One of the most powerful systems I've developed based on this idea is a daily workbook. The exact design of my workbook changes from time to time, but the core habit persists: every morning, I open my computer and update the workbook. Sometimes, I spend an hour working on my goal, and other times, only five minutes, but I do it every day.
Stop and reflect - Each day, week, or month, take a moment to pause and ask yourself three questions:
What has gone well?
What hasn't gone well?
Is what I'm doing impactful, or do I need to try a new approach?
One of the benefits of doing this is that it allows you to course-correct and learn from experience. This is critical when working on a goal where you don't know exactly what to do. It's like checking a map during a hike: the more unsure you are of your direction, the more utility there is in regularly checking your location.
As a product manager, one of the most impactful habits I have adopted is keeping a work journal. It's not uncommon that after days or weeks of working on a project, I answer the questions above and decide to entirely abandon it and try a new approach. In a professional setting, there is a strong bias against abandoning projects, so in my observation, employees and companies waste enormous amounts of resources because they don't take time to pause and ask if they should keep going in the direction they started.
Over-celebrate milestones - Whatever your goal is, pick a point in the future to celebrate. If you're working on a product, it could be getting your first user; if you're trying to be more confident, it could be asking your first question in a meeting. Whatever it is, over-celebrate it. Reward yourself with something meaningful.
Recognizing and celebrating milestones reinforces the behaviors that lead to success, increasing your resilience. I have tended to neglect this throughout my life because I've held onto the belief that I should only celebrate when I'm finished. However, the end may never be in sight for challenging life goals, so you have to pick something to celebrate.

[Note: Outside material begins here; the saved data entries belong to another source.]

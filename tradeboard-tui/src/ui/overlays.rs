//! Overlay widgets: prompt, error history, file path entry, help.

use ratatui::layout::Rect;
use ratatui::style::Modifier;
use ratatui::text::{Line, Span};
use ratatui::widgets::{Block, Borders, Clear, Paragraph, Wrap};
use ratatui::Frame;

use crate::app::AppState;
use crate::theme;
use crate::ui::centered_rect;

/// Blocking message. Any key dismisses it.
pub fn render_prompt(f: &mut Frame, area: Rect, text: &str) {
    let popup = centered_rect(60, 30, area);
    f.render_widget(Clear, popup);

    let block = Block::default()
        .borders(Borders::ALL)
        .border_style(theme::warning())
        .title(" Notice ")
        .title_style(theme::warning().add_modifier(Modifier::BOLD));

    let lines = vec![
        Line::from(""),
        Line::from(Span::styled(text, theme::text())),
        Line::from(""),
        Line::from(Span::styled("Press any key to dismiss...", theme::neutral())),
    ];
    let para = Paragraph::new(lines).block(block).wrap(Wrap { trim: true });
    f.render_widget(para, popup);
}

/// Error history overlay.
pub fn render_error_history(f: &mut Frame, area: Rect, app: &AppState) {
    let popup = centered_rect(80, 70, area);
    f.render_widget(Clear, popup);

    let block = Block::default()
        .borders(Borders::ALL)
        .border_style(theme::negative())
        .title(format!(
            " Error History ({}) [Esc]close [j/k]scroll ",
            app.error_history.len()
        ))
        .title_style(theme::negative());

    let inner = block.inner(popup);
    f.render_widget(block, popup);

    if app.error_history.is_empty() {
        let text = Paragraph::new(Span::styled("No errors recorded.", theme::muted()));
        f.render_widget(text, inner);
        return;
    }

    let mut lines: Vec<Line> = Vec::new();
    for (i, err) in app
        .error_history
        .iter()
        .enumerate()
        .skip(app.error_scroll)
        .take(inner.height as usize)
    {
        let style = if i == app.error_scroll {
            theme::negative().add_modifier(Modifier::BOLD)
        } else {
            theme::muted()
        };

        lines.push(Line::from(vec![
            Span::styled(
                format!("[{}] ", err.timestamp.format("%H:%M:%S")),
                theme::muted(),
            ),
            Span::styled(format!("[{}] ", err.category.label()), theme::warning()),
            Span::styled(err.message.as_str(), style),
        ]));
        if !err.context.is_empty() {
            lines.push(Line::from(vec![
                Span::raw("  "),
                Span::styled(err.context.as_str(), theme::muted()),
            ]));
        }
    }

    f.render_widget(Paragraph::new(lines), inner);
}

/// CSV path entry.
pub fn render_file_input(f: &mut Frame, area: Rect, input: &str) {
    let popup = centered_rect(60, 20, area);
    f.render_widget(Clear, popup);

    let block = Block::default()
        .borders(Borders::ALL)
        .border_style(theme::accent())
        .title(" CSV File [Enter]choose [Esc]cancel ")
        .title_style(theme::accent_bold());

    let inner = block.inner(popup);
    f.render_widget(block, popup);

    let text = vec![
        Line::from(""),
        Line::from(Span::styled("Path to CSV file:", theme::muted())),
        Line::from(""),
        Line::from(vec![
            Span::styled("> ", theme::accent()),
            Span::styled(input, theme::accent_bold()),
            Span::styled("_", theme::accent()),
        ]),
    ];
    f.render_widget(Paragraph::new(text), inner);
}

const HELP_KEYS: [(&str, &str); 12] = [
    ("r / Enter", "run the backtest"),
    ("u", "upload the chosen CSV and simulate"),
    ("o", "choose a CSV file"),
    ("m", "switch backend (symbol / params)"),
    ("j / k", "next / previous field"),
    ("h / l", "change field value"),
    ("PgUp / PgDn", "scroll trades"),
    ("x", "export trades to trades.csv"),
    ("e", "error history"),
    ("?", "this help"),
    ("q", "quit"),
    ("", "months 0 = use an uploaded CSV"),
];

/// Key reference, also shown on first launch.
pub fn render_help(f: &mut Frame, area: Rect) {
    let popup = centered_rect(60, 60, area);
    f.render_widget(Clear, popup);

    let block = Block::default()
        .borders(Borders::ALL)
        .border_style(theme::accent())
        .title(" TradeBoard ")
        .title_style(theme::accent_bold());

    let mut lines = vec![Line::from("")];
    for (key, what) in HELP_KEYS {
        lines.push(Line::from(vec![
            Span::styled(format!("  {key:>12}  "), theme::accent()),
            Span::styled(what, theme::muted()),
        ]));
    }
    lines.push(Line::from(""));
    lines.push(Line::from(Span::styled(
        "Press any key to dismiss...",
        theme::neutral(),
    )));

    f.render_widget(Paragraph::new(lines).block(block), popup);
}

Work with someone else - I’ve mentioned this in other articles, but it is worth repeating. In my view, teaming up with someone else is one of the most underrated strategies for working on personal goals. When working with someone else, you get accountability, coaching, motivation, and new ideas all for free! Just because it's a personal goal doesn't mean you need to work on it alone. It's unlikely that you are the only person working on your goal, so it's worth putting in time to find someone you can team up with.
This is especially true when what exactly you need to do is unclear. For instance, 75% of startups valued over a billion dollars were founded by a team. Working in a team is so important that many of the most famous startup accelerators, like Y Combinator, strongly discourage people from starting a company alone or even having unequal equity splits!